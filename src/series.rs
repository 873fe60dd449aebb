//! The series builder: turns a list of raw slots into an ordered [`ForecastSeries`].

use crate::normalizer::normalize_slot;
use crate::types::forecast_row::{ForecastRow, NormalizedSlot};
use crate::types::raw_slot::{RawForecast, RawSlot};
use bon::bon;
use chrono::{DateTime, Utc};
use log::{debug, info, warn};
use serde::Serialize;

/// How rows sharing the exact same timestamp are treated when a series is built.
#[derive(Debug, Clone, Copy, Default, PartialEq, Eq, Hash)]
pub enum DuplicatePolicy {
    /// Keep every row. Rows with equal timestamps stay in input order.
    #[default]
    KeepAll,
    /// Keep only the first row (in input order) for each timestamp.
    KeepFirst,
}

/// An ordered, immutable sequence of [`ForecastRow`]s for one location.
///
/// Rows are sorted ascending by timestamp. A series may be empty, which is how
/// "no usable data" is represented; check [`ForecastSeries::is_empty`] before
/// summarizing or rendering.
///
/// # Examples
///
/// ```rust
/// use forecast_digest::{ForecastSeries, RawSlot};
///
/// let slots: Vec<RawSlot> = serde_json::from_str(
///     r#"[{"dt_txt": "2024-01-01 06:00:00", "main": {"temp": 25}},
///         {"dt_txt": "2024-01-01 00:00:00", "main": {"temp": 5}},
///         {"dt_txt": "not a time", "main": {"temp": 99}}]"#,
/// ).unwrap();
///
/// let series = ForecastSeries::builder()
///     .location("Lisbon")
///     .slots(&slots)
///     .build();
///
/// assert_eq!(series.len(), 2);
/// assert_eq!(series.rows()[0].reading.temperature, 5.0);
/// ```
#[derive(Debug, Clone, PartialEq, Serialize)]
pub struct ForecastSeries {
    location: String,
    rows: Vec<ForecastRow>,
}

#[bon]
impl ForecastSeries {
    /// Builds a series from raw slots.
    ///
    /// Every slot is normalized in input order; slots without a usable timestamp are
    /// dropped, the rest are stably sorted by timestamp and `duplicates` is applied
    /// (defaults to [`DuplicatePolicy::KeepAll`]).
    #[builder]
    pub fn new(
        #[builder(into)] location: String,
        slots: &[RawSlot],
        #[builder(default)] duplicates: DuplicatePolicy,
    ) -> Self {
        let mut rows: Vec<ForecastRow> = slots
            .iter()
            .map(normalize_slot)
            .filter_map(NormalizedSlot::into_row)
            .collect();

        let dropped = slots.len() - rows.len();
        if dropped > 0 {
            warn!(
                "Dropped {} of {} forecast slots for '{}' without a usable timestamp",
                dropped,
                slots.len(),
                location
            );
        }

        rows.sort_by_key(|row| row.timestamp);

        if duplicates == DuplicatePolicy::KeepFirst {
            let before = rows.len();
            rows.dedup_by_key(|row| row.timestamp);
            if rows.len() < before {
                debug!(
                    "Removed {} rows with duplicate timestamps for '{}'",
                    before - rows.len(),
                    location
                );
            }
        }

        match (rows.first(), rows.last()) {
            (Some(first), Some(last)) => info!(
                "Extracted {} rows for '{}' ({} -> {})",
                rows.len(),
                location,
                first.timestamp.date_naive(),
                last.timestamp.date_naive()
            ),
            _ => warn!("No usable forecast rows for '{}'", location),
        }

        Self { location, rows }
    }

    /// An explicitly empty series for `location`.
    pub fn empty(location: impl Into<String>) -> Self {
        Self {
            location: location.into(),
            rows: Vec::new(),
        }
    }

    /// Builds a series from a whole provider response, using its city name as location.
    pub fn from_forecast(forecast: &RawForecast) -> Self {
        Self::builder()
            .location(forecast.city_name())
            .slots(&forecast.list)
            .build()
    }

    pub fn location(&self) -> &str {
        &self.location
    }

    pub fn rows(&self) -> &[ForecastRow] {
        &self.rows
    }

    pub fn iter(&self) -> std::slice::Iter<'_, ForecastRow> {
        self.rows.iter()
    }

    pub fn len(&self) -> usize {
        self.rows.len()
    }

    pub fn is_empty(&self) -> bool {
        self.rows.is_empty()
    }

    /// First and last timestamp, or `None` for an empty series.
    pub fn period(&self) -> Option<(DateTime<Utc>, DateTime<Utc>)> {
        Some((self.rows.first()?.timestamp, self.rows.last()?.timestamp))
    }
}

impl<'a> IntoIterator for &'a ForecastSeries {
    type Item = &'a ForecastRow;
    type IntoIter = std::slice::Iter<'a, ForecastRow>;

    fn into_iter(self) -> Self::IntoIter {
        self.rows.iter()
    }
}

#[cfg(test)]
mod tests {
    use super::*;
    use chrono::TimeZone;
    use serde_json::json;

    fn slots(value: serde_json::Value) -> Vec<RawSlot> {
        serde_json::from_value(value).unwrap()
    }

    fn shuffled_slots() -> Vec<RawSlot> {
        slots(json!([
            {"dt_txt": "2024-01-02 00:00:00", "main": {"temp": 4}},
            {"dt_txt": "2024-01-01 03:00:00", "main": {"temp": 2}},
            {"main": {"temp": 100}},
            {"dt_txt": "2024-01-01 21:00:00", "main": {"temp": 3}},
            {"dt_txt": "2024-01-01 00:00:00", "main": {"temp": 1}},
        ]))
    }

    #[test]
    fn test_rows_are_sorted_and_unparseable_dropped() {
        let series = ForecastSeries::builder()
            .location("Bergen")
            .slots(&shuffled_slots())
            .build();

        let temps: Vec<f64> = series.iter().map(|row| row.reading.temperature).collect();
        assert_eq!(temps, vec![1.0, 2.0, 3.0, 4.0]);
        assert!(series
            .rows()
            .windows(2)
            .all(|pair| pair[0].timestamp <= pair[1].timestamp));
        assert_eq!(series.location(), "Bergen");
    }

    #[test]
    fn test_order_does_not_depend_on_input_order() {
        let forward = shuffled_slots();
        let mut reversed = forward.clone();
        reversed.reverse();

        let a = ForecastSeries::builder().location("x").slots(&forward).build();
        let b = ForecastSeries::builder().location("x").slots(&reversed).build();
        assert_eq!(a, b);
    }

    #[test]
    fn test_empty_input_gives_empty_series() {
        let series = ForecastSeries::builder().location("Nowhere").slots(&[]).build();
        assert!(series.is_empty());
        assert_eq!(series.period(), None);
        assert_eq!(series, ForecastSeries::empty("Nowhere"));
    }

    #[test]
    fn test_all_rows_dropped_gives_empty_series() {
        let series = ForecastSeries::builder()
            .location("Nowhere")
            .slots(&slots(json!([{"dt_txt": ""}, {"dt_txt": null}, {}])))
            .build();
        assert!(series.is_empty());
    }

    #[test]
    fn test_duplicate_timestamps_kept_by_default_in_input_order() {
        let input = slots(json!([
            {"dt_txt": "2024-01-01 03:00:00", "main": {"temp": 10}},
            {"dt_txt": "2024-01-01 00:00:00", "main": {"temp": 1}},
            {"dt_txt": "2024-01-01 03:00:00", "main": {"temp": 20}},
        ]));

        let kept = ForecastSeries::builder().location("x").slots(&input).build();
        let temps: Vec<f64> = kept.iter().map(|row| row.reading.temperature).collect();
        assert_eq!(temps, vec![1.0, 10.0, 20.0]);

        let first_only = ForecastSeries::builder()
            .location("x")
            .slots(&input)
            .duplicates(DuplicatePolicy::KeepFirst)
            .build();
        let temps: Vec<f64> = first_only
            .iter()
            .map(|row| row.reading.temperature)
            .collect();
        assert_eq!(temps, vec![1.0, 10.0]);
    }

    #[test]
    fn test_from_forecast_uses_city_name() {
        let forecast: RawForecast = serde_json::from_value(json!({
            "city": {"name": "Tromsø"},
            "list": [{"dt_txt": "2024-01-01 00:00:00"}],
        }))
        .unwrap();

        let series = ForecastSeries::from_forecast(&forecast);
        assert_eq!(series.location(), "Tromsø");
        assert_eq!(
            series.period(),
            Some((
                Utc.with_ymd_and_hms(2024, 1, 1, 0, 0, 0).unwrap(),
                Utc.with_ymd_and_hms(2024, 1, 1, 0, 0, 0).unwrap()
            ))
        );
    }
}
********************
What this task involves — All lines from the one containing "let temps: Vec<f64> = kept.iter().map(|row|" to the end of the data above are to be set down exactly; no others belong in the answer.

Result —
        let temps: Vec<f64> = kept.iter().map(|row| row.reading.temperature).collect();
        assert_eq!(temps, vec![1.0, 10.0, 20.0]);

        let first_only = ForecastSeries::builder()
            .location("x")
            .slots(&input)
            .duplicates(DuplicatePolicy::KeepFirst)
            .build();
        let temps: Vec<f64> = first_only
            .iter()
            .map(|row| row.reading.temperature)
            .collect();
        assert_eq!(temps, vec![1.0, 10.0]);
    }

    #[test]
    fn test_from_forecast_uses_city_name() {
        let forecast: RawForecast = serde_json::from_value(json!({
            "city": {"name": "Tromsø"},
            "list": [{"dt_txt": "2024-01-01 00:00:00"}],
        }))
        .unwrap();

        let series = ForecastSeries::from_forecast(&forecast);
        assert_eq!(series.location(), "Tromsø");
        assert_eq!(
            series.period(),
            Some((
                Utc.with_ymd_and_hms(2024, 1, 1, 0, 0, 0).unwrap(),
                Utc.with_ymd_and_hms(2024, 1, 1, 0, 0, 0).unwrap()
            ))
        );
    }
}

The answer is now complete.